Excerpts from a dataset
========
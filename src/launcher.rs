//! Container entrypoint
//!
//! Runs the startup checks in a fixed order and then replaces this process with the
//! ASGI server, so the server receives signals directly from the container runtime.
//! Every check fails fast; nothing is retried.
//!
//! 1. Load the deployment profile and the optional dotenv file (existing variables win,
//!    and the file never sets the port)
//! 2. Build [`BootConfig`], which resolves the port exactly once
//! 3. Require the declared uid and check ownership of the app and cache directories
//! 4. Verify the model cache according to [`CachePolicy`]
//! 5. Check required secrets
//! 6. `exec` the server with a single worker on the resolved port

use crate::config::{BootConfig, ConfigError, BAKED_DEFAULT_PORT_VAR, HF_HOME_VAR, PORT_VAR};
use crate::identity::{self, IdentityError};
use crate::model::{CacheError, CachePolicy, ModelCache};
use crate::profile::{DeployProfile, ProfileError};
use crate::progress::{NoOpHandler, ProgressEvent, ProgressHandler};
use std::collections::BTreeMap;
use std::convert::Infallible;
use std::env;
use std::fmt;
use std::os::unix::process::CommandExt;
use std::path::PathBuf;
use std::process::Command;
use std::sync::Arc;
use thiserror::Error;
use tracing::{debug, info, warn};

#[derive(Debug, Error)]
pub enum LaunchError {
    #[error(transparent)]
    Profile(#[from] ProfileError),

    #[error(transparent)]
    Config(#[from] ConfigError),

    #[error("Failed to load environment file {path}: {source}")]
    EnvFile {
        path: PathBuf,
        #[source]
        source: dotenvy::Error,
    },

    #[error(transparent)]
    Identity(#[from] IdentityError),

    #[error(transparent)]
    Cache(#[from] CacheError),

    #[error("Missing required environment variables: {}", .0.join(", "))]
    MissingEnv(Vec<String>),

    #[error("Failed to exec {program}: {source}")]
    Exec {
        program: String,
        #[source]
        source: std::io::Error,
    },
}

impl LaunchError {
    /// Whether the failure is a configuration problem rather than a runtime one
    pub fn is_config_error(&self) -> bool {
        matches!(
            self,
            LaunchError::Profile(_)
                | LaunchError::Config(_)
                | LaunchError::EnvFile { .. }
                | LaunchError::MissingEnv(_)
        )
    }
}

/// Fully resolved server invocation
#[derive(Debug, Clone, PartialEq, Eq, serde::Serialize)]
pub struct ServerCommand {
    pub program: String,
    pub args: Vec<String>,
    /// Variables set on top of the inherited environment
    pub env: BTreeMap<String, String>,
}

impl ServerCommand {
    pub fn to_command(&self) -> Command {
        let mut command = Command::new(&self.program);
        command.args(&self.args).envs(&self.env);
        command
    }
}

impl fmt::Display for ServerCommand {
    fn fmt(&self, f: &mut fmt::Formatter<'_>) -> fmt::Result {
        for (k, v) in &self.env {
            write!(f, "{}={} ", k, v)?;
        }
        write!(f, "{}", self.program)?;
        for arg in &self.args {
            write!(f, " {}", arg)?;
        }
        Ok(())
    }
}

/// Port variables only the container environment may set; the image healthcheck never
/// sees the dotenv file
const CONTAINER_ONLY_VARS: [&str; 2] = [PORT_VAR, BAKED_DEFAULT_PORT_VAR];
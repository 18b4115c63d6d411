//! Transition behavior of the geofence evaluator over the in-memory store

use anyhow::Result;
use async_trait::async_trait;
use chrono::{TimeZone, Utc};
use haven_domain::model::{
    EventKind, GeofenceAlert, GeofenceEvent, SafeZone, Versioned, ZoneId, ZoneResidency,
    ZoneState,
};
use haven_domain::{
    AdminStore, Error, FixedClock, GeofenceStore, InMemoryStore, StoreError, StoreResult,
};
use haven_geofence::{distance_meters, Coordinate, GeofenceEvaluator};
use std::collections::HashMap;
use std::sync::atomic::{AtomicBool, Ordering};
use std::sync::Arc;

const CHILD: &str = "child-1";

fn school_zone() -> SafeZone {
    SafeZone {
        id: "zone-school".to_string(),
        parent_id: "parent-1".to_string(),
        child_id: CHILD.to_string(),
        name: "School".to_string(),
        latitude: 12.0022,
        longitude: 8.5919,
        radius_meters: 150.0,
        is_active: true,
        notify_on_entry: true,
        notify_on_exit: true,
    }
}

fn clock() -> Arc<FixedClock> {
    Arc::new(FixedClock::new(
        Utc.with_ymd_and_hms(2024, 9, 2, 7, 45, 0).unwrap(),
    ))
}

async fn setup(zones: &[SafeZone]) -> Result<(InMemoryStore, Arc<FixedClock>, GeofenceEvaluator)> {
    let store = InMemoryStore::new();
    for zone in zones {
        store.put_zone(zone).await?;
    }
    let clock = clock();
    let evaluator = GeofenceEvaluator::new(Arc::new(store.clone()), clock.clone());
    Ok((store, clock, evaluator))
}

#[tokio::test]
async fn given_no_zones_when_evaluated_then_returns_empty_outcome() -> Result<()> {
    let (store, _, evaluator) = setup(&[]).await?;

    let outcome = evaluator.evaluate(CHILD, 12.0022, 8.5919).await?;

    assert!(outcome.events.is_empty());
    assert!(outcome.alerts.is_empty());
    assert_eq!(outcome.zones_checked, 0);
    assert!(store.events().await.is_empty());
    Ok(())
}
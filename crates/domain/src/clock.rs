use chrono::{DateTime, Utc};
use std::sync::{Arc, Mutex};

/// Source of the current instant
pub trait Clock: Send + Sync {
    fn now(&self) -> DateTime<Utc>;
}

/// Wall clock
#[derive(Debug, Clone, Copy, Default)]
pub struct SystemClock;

impl Clock for SystemClock {
    fn now(&self) -> DateTime<Utc> {
        Utc::now()
    }
}

/// Clock pinned to a settable instant, for boundary tests
#[derive(Debug, Clone)]
pub struct FixedClock {
    instant: Arc<Mutex<DateTime<Utc>>>,
}

impl FixedClock {
    pub fn new(instant: DateTime<Utc>) -> Self {
        Self {
            instant: Arc::new(Mutex::new(instant)),
        }
    }

    pub fn set(&self, instant: DateTime<Utc>) {
        let mut guard = self.instant.lock().unwrap_or_else(|e| e.into_inner());
        *guard = instant;
    }

    pub fn advance(&self, by: chrono::Duration) {
        let mut guard = self.instant.lock().unwrap_or_else(|e| e.into_inner());
        *guard += by;
    }
}

impl Clock for FixedClock {
    fn now(&self) -> DateTime<Utc> {
        *self.instant.lock().unwrap_or_else(|e| e.into_inner())
    }
}
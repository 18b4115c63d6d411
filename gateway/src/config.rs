//! Configuration for the gateway service

use anyhow::Result;
use clap::{Parser, ValueEnum};

use crate::auth::{parse_algorithm, JwtConfig};

/// Where records live
#[derive(Debug, Clone, Copy, PartialEq, Eq, ValueEnum)]
pub enum StoreBackend {
    /// Process-local tables, lost on restart
    Memory,
    /// NATS JetStream key-value bucket
    Jetstream,
}

/// Configuration for the Haven gateway
#[derive(Debug, Clone, Parser)]
#[command(name = "haven-gateway")]
#[command(about = "Serves geofence and parental control checks over HTTP")]
pub struct GatewayConfig {
    /// Address to listen on
    #[arg(long, env = "BIND_ADDR", default_value = "0.0.0.0:3001")]
    pub bind_addr: String,

    /// Shared secret for verifying bearer tokens
    #[arg(long, env = "JWT_SECRET", hide_env_values = true)]
    pub jwt_secret: String,

    /// HMAC algorithm tokens are signed with
    #[arg(long, env = "JWT_ALGORITHM", default_value = "HS256")]
    pub jwt_algorithm: String,

    /// Required `iss` claim, if set
    #[arg(long, env = "JWT_ISSUER")]
    pub jwt_issuer: Option<String>,

    /// Required `aud` claim, if set
    #[arg(long, env = "JWT_AUDIENCE")]
    pub jwt_audience: Option<String>,

    /// IANA timezone for time-of-day rules and the daily screen-time reset
    #[arg(long, env = "HAVEN_TIMEZONE", default_value = "UTC")]
    pub timezone: String,

    /// Store backend
    #[arg(long, env = "HAVEN_STORE", value_enum, default_value_t = StoreBackend::Memory)]
    pub store: StoreBackend,

    /// NATS server URL
    #[arg(long, env = "NATS_URL", default_value = "nats://127.0.0.1:4222")]
    pub nats_url: String,

    /// Path to NATS credentials file
    #[arg(long, env = "NATS_CREDS_PATH")]
    pub nats_creds_path: Option<String>,

    /// JetStream KV bucket name
    #[arg(long, env = "HAVEN_KV_BUCKET", default_value = "haven")]
    pub kv_bucket: String,

    /// Output logs in JSON format
    #[arg(long, env = "LOG_JSON")]
    pub log_json: bool,
}

impl GatewayConfig {
    pub fn jwt_config(&self) -> Result<JwtConfig> {
        if self.jwt_secret.trim().is_empty() {
            anyhow::bail!("JWT_SECRET must not be empty");
        }
        let algorithm = parse_algorithm(&self.jwt_algorithm).map_err(anyhow::Error::msg)?;
        let mut config = JwtConfig::new(self.jwt_secret.clone(), algorithm);
        if let Some(issuer) = &self.jwt_issuer {
            config = config.with_issuer(issuer.clone());
        }
        if let Some(audience) = &self.jwt_audience {
            config = config.with_audience(audience.clone());
        }
        Ok(config)
    }
}
//! HTTP route handlers for the evaluator endpoints

use crate::{auth::AuthClaims, AppError, AppResult, AppState};
use axum::{
    extract::{rejection::JsonRejection, State},
    response::Json,
    Extension,
};
use haven_wards::ControlDecision;
use serde::{Deserialize, Serialize};
use tracing::{debug, error, info};

#[derive(Debug, Clone, Deserialize)]
pub struct GeofenceCheckRequest {
    pub latitude: f64,
    pub longitude: f64,
}

#[derive(Debug, Clone, PartialEq, Serialize, Deserialize)]
pub struct GeofenceCheckResponse {
    pub message: String,
    pub events: usize,
    pub alerts: usize,
}

#[derive(Debug, Clone, Deserialize)]
#[serde(rename_all = "camelCase")]
pub struct ControlCheckRequest {
    pub app_package_name: String,
    #[serde(default)]
    pub action: String,
}

/// POST /check-geofence - Evaluate one location sample for the caller
///
/// Returns how many entry/exit events and alerts the sample produced
pub async fn check_geofence(
    State(state): State<AppState>,
    Extension(claims): Extension<AuthClaims>,
    payload: Result<Json<GeofenceCheckRequest>, JsonRejection>,
) -> AppResult<Json<GeofenceCheckResponse>> {
    debug!("Handling POST /check-geofence");
    let Json(request) = payload?;

    let outcome = state
        .geofence
        .evaluate(claims.subject(), request.latitude, request.longitude)
        .await
        .map_err(|e| {
            error!("Error checking geofences: {}", e);
            AppError::from(e)
        })?;

    let message = if outcome.zones_checked == 0 {
        "No safe zones configured"
    } else {
        "Geofence check completed"
    };
    info!(
        "Geofence check for {} produced {} events and {} alerts",
        claims.subject(),
        outcome.events.len(),
        outcome.alerts.len()
    );

    Ok(Json(GeofenceCheckResponse {
        message: message.to_string(),
        events: outcome.events.len(),
        alerts: outcome.alerts.len(),
    }))
}

/// POST /check-parental-controls - Gate an app-open intent for the caller
///
/// Returns the decision, the single reason for a denial and today's screen time
pub async fn check_parental_controls(
    State(state): State<AppState>,
    Extension(claims): Extension<AuthClaims>,
    payload: Result<Json<ControlCheckRequest>, JsonRejection>,
) -> AppResult<Json<ControlDecision>> {
    debug!("Handling POST /check-parental-controls");
    let Json(request) = payload?;

    let decision = state
        .controls
        .evaluate(claims.subject(), &request.app_package_name, &request.action)
        .await
        .map_err(|e| {
            error!("Error checking parental controls: {}", e);
            AppError::from(e)
        })?;

    Ok(Json(decision))
}
//! Safe zone entry/exit detection.

pub mod evaluator;
pub mod geometry;

pub use evaluator::{transition, GeofenceEvaluator, GeofenceOutcome};
pub use geometry::{distance_meters, within_radius, Coordinate, EARTH_RADIUS_METERS};
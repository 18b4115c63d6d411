//! Great-circle distance on a spherical Earth.

/// Mean Earth radius in meters
pub const EARTH_RADIUS_METERS: f64 = 6_371_000.0;

/// WGS84 point in degrees
#[derive(Debug, Clone, Copy, PartialEq)]
pub struct Coordinate {
    pub latitude: f64,
    pub longitude: f64,
}

impl Coordinate {
    pub fn new(latitude: f64, longitude: f64) -> Self {
        Self {
            latitude,
            longitude,
        }
    }

    /// Finite and inside [-90, 90] x [-180, 180].
    pub fn is_valid(&self) -> bool {
        self.latitude.is_finite()
            && self.longitude.is_finite()
            && (-90.0..=90.0).contains(&self.latitude)
            && (-180.0..=180.0).contains(&self.longitude)
    }
}

/// Haversine distance in meters between two points.
pub fn distance_meters(a: Coordinate, b: Coordinate) -> f64 {
    let phi1 = a.latitude.to_radians();
    let phi2 = b.latitude.to_radians();
    let d_phi = (b.latitude - a.latitude).to_radians();
    let d_lambda = (b.longitude - a.longitude).to_radians();

    let h = (d_phi / 2.0).sin().powi(2) + phi1.cos() * phi2.cos() * (d_lambda / 2.0).sin().powi(2);
    // Rounding can push h a hair past 1 for antipodal points.
    let h = h.clamp(0.0, 1.0);
    let c = 2.0 * h.sqrt().atan2((1.0 - h).sqrt());

    EARTH_RADIUS_METERS * c
}

/// Boundary points count as inside.
pub fn within_radius(point: Coordinate, center: Coordinate, radius_meters: f64) -> bool {
    distance_meters(point, center) <= radius_meters
}
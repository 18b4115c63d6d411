//! Haven Gateway
//!
//! HTTP JSON front for the geofence and parental control evaluators. The
//! caller's identity always comes from the bearer token, never the body.

pub mod auth;
pub mod config;
pub mod kv;
pub mod routes;

use anyhow::Result;
use axum::{
    extract::rejection::JsonRejection,
    http::{
        header::{AUTHORIZATION, CONTENT_TYPE},
        HeaderName, Method, StatusCode,
    },
    middleware,
    response::{IntoResponse, Response},
    routing::{get, post},
    Json, Router,
};
use haven_domain::{Clock, ControlStore, Error, GeofenceStore, InMemoryStore, SystemClock};
use haven_geofence::GeofenceEvaluator;
use haven_wards::{parse_timezone, ControlPolicyEvaluator, LocalCalendar};
use serde_json::json;
use std::sync::Arc;
use tower_http::{
    cors::{Any, CorsLayer},
    trace::TraceLayer,
};
use tracing::info;

use crate::auth::JwtConfig;
use crate::config::{GatewayConfig, StoreBackend};

/// Application state shared across handlers
#[derive(Clone)]
pub struct AppState {
    pub geofence: GeofenceEvaluator,
    pub controls: ControlPolicyEvaluator,
    pub jwt_config: JwtConfig,
}

impl AppState {
    /// Wire both evaluators to one store.
    pub fn new<S>(
        store: Arc<S>,
        clock: Arc<dyn Clock>,
        calendar: LocalCalendar,
        jwt_config: JwtConfig,
    ) -> Self
    where
        S: GeofenceStore + ControlStore + 'static,
    {
        Self {
            geofence: GeofenceEvaluator::new(store.clone(), clock.clone()),
            controls: ControlPolicyEvaluator::new(store, clock, calendar),
            jwt_config,
        }
    }

    /// Build state for the configured store backend.
    pub async fn from_config(config: &GatewayConfig) -> Result<Self> {
        let calendar = LocalCalendar::new(parse_timezone(&config.timezone)?);
        let clock: Arc<dyn Clock> = Arc::new(SystemClock);
        let jwt_config = config.jwt_config()?;

        let state = match config.store {
            StoreBackend::Memory => {
                info!("Using in-memory store; records are lost on restart");
                Self::new(Arc::new(InMemoryStore::new()), clock, calendar, jwt_config)
            }
            StoreBackend::Jetstream => {
                let store = kv::KvStore::connect(
                    &config.nats_url,
                    config.nats_creds_path.as_deref(),
                    &config.kv_bucket,
                )
                .await?;
                Self::new(Arc::new(store), clock, calendar, jwt_config)
            }
        };

        info!(
            "Successfully initialized Haven gateway state (timezone: {:?})",
            calendar.timezone()
        );
        Ok(state)
    }
}

/// Error returned to HTTP callers as `{ "error": message }`
#[derive(Debug)]
pub struct AppError {
    pub status_code: StatusCode,
    pub message: String,
}

impl AppError {
    pub fn bad_request(message: impl Into<String>) -> Self {
        Self {
            status_code: StatusCode::BAD_REQUEST,
            message: message.into(),
        }
    }
}

impl From<Error> for AppError {
    fn from(err: Error) -> Self {
        let status_code = match &err {
            Error::Authentication(_) => StatusCode::UNAUTHORIZED,
            Error::Validation(_) | Error::Datastore(_) => StatusCode::BAD_REQUEST,
        };
        AppError {
            status_code,
            message: err.to_string(),
        }
    }
}

impl From<JsonRejection> for AppError {
    fn from(rejection: JsonRejection) -> Self {
        AppError::bad_request(format!("Invalid request body: {}", rejection.body_text()))
    }
}

impl std::fmt::Display for AppError {
    fn fmt(&self, f: &mut std::fmt::Formatter<'_>) -> std::fmt::Result {
        write!(f, "{}", self.message)
    }
}

impl std::error::Error for AppError {}

impl IntoResponse for AppError {
    fn into_response(self) -> Response {
        (self.status_code, Json(json!({ "error": self.message }))).into_response()
    }
}

pub type AppResult<T> = Result<T, AppError>;

/// Health check endpoint
async fn healthz() -> impl IntoResponse {
    "OK"
}

fn cors_layer() -> CorsLayer {
    CorsLayer::new()
        .allow_origin(Any)
        .allow_methods([Method::GET, Method::POST, Method::OPTIONS])
        .allow_headers([
            AUTHORIZATION,
            CONTENT_TYPE,
            HeaderName::from_static("x-client-info"),
            HeaderName::from_static("apikey"),
        ])
}

/// Create the Axum application router
pub fn create_app(state: AppState) -> Router {
    let checks = Router::new()
        .route("/check-geofence", post(routes::check_geofence))
        .route("/check-parental-controls", post(routes::check_parental_controls))
        .route_layer(middleware::from_fn_with_state(
            state.clone(),
            auth::jwt_middleware,
        ));

    Router::new()
        .route("/healthz", get(healthz))
        .merge(checks)
        // Avoid logging request headers so Authorization tokens never reach logs.
        .layer(TraceLayer::new_for_http())
        .layer(cors_layer())
        .with_state(state)
}
//! Datastore seams used by the evaluators.
//!
//! The evaluators only ever see these traits. Backends live elsewhere: the
//! in-memory tables in [`crate::memory`] and the JetStream KV store in the
//! gateway.

use async_trait::async_trait;
use chrono::{DateTime, Utc};
use std::collections::HashMap;

use crate::error::StoreError;
use crate::model::{
    BlockedApp, ControlPolicy, GeofenceAlert, GeofenceEvent, SafeZone, ScreenTimeAlert,
    ScreenTimeSession, Versioned, ZoneId, ZoneResidency,
};

pub type StoreResult<T> = Result<T, StoreError>;

/// Reads and writes needed by the geofence evaluator
#[async_trait]
pub trait GeofenceStore: Send + Sync {
    /// Zones watching `subject` with `is_active = true`.
    async fn active_zones(&self, subject: &str) -> StoreResult<Vec<SafeZone>>;

    /// Every event recorded for `subject`, most recent first.
    async fn events_newest_first(&self, subject: &str) -> StoreResult<Vec<GeofenceEvent>>;

    /// Residency records for `subject`, keyed by zone.
    async fn residencies(&self, subject: &str)
        -> StoreResult<HashMap<ZoneId, Versioned<ZoneResidency>>>;

    /// Write `residency` only if the stored revision still equals `expected`
    /// (`None` means no record may exist yet). Returns the new revision, or
    /// [`StoreError::Conflict`] when another writer got there first.
    async fn swap_residency(
        &self,
        residency: &ZoneResidency,
        expected: Option<u64>,
    ) -> StoreResult<u64>;

    async fn insert_events(&self, events: &[GeofenceEvent]) -> StoreResult<()>;

    async fn insert_alerts(&self, alerts: &[GeofenceAlert]) -> StoreResult<()>;
}

/// Reads and writes needed by the control policy evaluator
#[async_trait]
pub trait ControlStore: Send + Sync {
    async fn control_policy(&self, child: &str) -> StoreResult<Option<ControlPolicy>>;

    async fn is_app_blocked(&self, child: &str, package_name: &str) -> StoreResult<bool>;

    /// Sum of session durations for sessions started at or after `since`.
    async fn minutes_used_since(&self, child: &str, since: DateTime<Utc>) -> StoreResult<u32>;

    async fn insert_screen_time_alert(&self, alert: &ScreenTimeAlert) -> StoreResult<()>;
}

/// Parent-side mutations. The evaluators never call these.
#[async_trait]
pub trait AdminStore: Send + Sync {
    async fn put_zone(&self, zone: &SafeZone) -> StoreResult<()>;

    /// Remove a zone entirely. Returns whether it existed.
    async fn delete_zone(&self, zone_id: &str) -> StoreResult<bool>;

    /// Flip an alert to read. Returns whether it existed.
    async fn mark_alert_read(&self, alert_id: &str) -> StoreResult<bool>;

    async fn put_control_policy(&self, policy: &ControlPolicy) -> StoreResult<()>;

    /// Fetch the (parent, child) policy, creating it with defaults if absent.
    async fn control_policy_or_default(
        &self,
        parent_id: &str,
        child_id: &str,
    ) -> StoreResult<ControlPolicy>;

    async fn block_app(&self, app: &BlockedApp) -> StoreResult<()>;

    /// Delete the block row. Returns whether one existed.
    async fn unblock_app(&self, child_id: &str, package_name: &str) -> StoreResult<bool>;

    async fn record_session(&self, session: &ScreenTimeSession) -> StoreResult<()>;
}

/// Reduce a newest-first event list to the latest event per zone.
pub fn latest_event_per_zone(events: Vec<GeofenceEvent>) -> HashMap<ZoneId, GeofenceEvent> {
    let mut latest = HashMap::new();
    for event in events {
        latest.entry(event.safe_zone_id.clone()).or_insert(event);
    }
    latest
}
========
Give the exact lines, and only those, from the line containing "the Haven gateway" through the line containing "default_value_t = StoreBackend::Memory)]" in the entries above.

EXPECTED OUTPUT.
/// Configuration for the Haven gateway
#[derive(Debug, Clone, Parser)]
#[command(name = "haven-gateway")]
#[command(about = "Serves geofence and parental control checks over HTTP")]
pub struct GatewayConfig {
    /// Address to listen on
    #[arg(long, env = "BIND_ADDR", default_value = "0.0.0.0:3001")]
    pub bind_addr: String,

    /// Shared secret for verifying bearer tokens
    #[arg(long, env = "JWT_SECRET", hide_env_values = true)]
    pub jwt_secret: String,

    /// HMAC algorithm tokens are signed with
    #[arg(long, env = "JWT_ALGORITHM", default_value = "HS256")]
    pub jwt_algorithm: String,

    /// Required `iss` claim, if set
    #[arg(long, env = "JWT_ISSUER")]
    pub jwt_issuer: Option<String>,

    /// Required `aud` claim, if set
    #[arg(long, env = "JWT_AUDIENCE")]
    pub jwt_audience: Option<String>,

    /// IANA timezone for time-of-day rules and the daily screen-time reset
    #[arg(long, env = "HAVEN_TIMEZONE", default_value = "UTC")]
    pub timezone: String,

    /// Store backend
    #[arg(long, env = "HAVEN_STORE", value_enum, default_value_t = StoreBackend::Memory)]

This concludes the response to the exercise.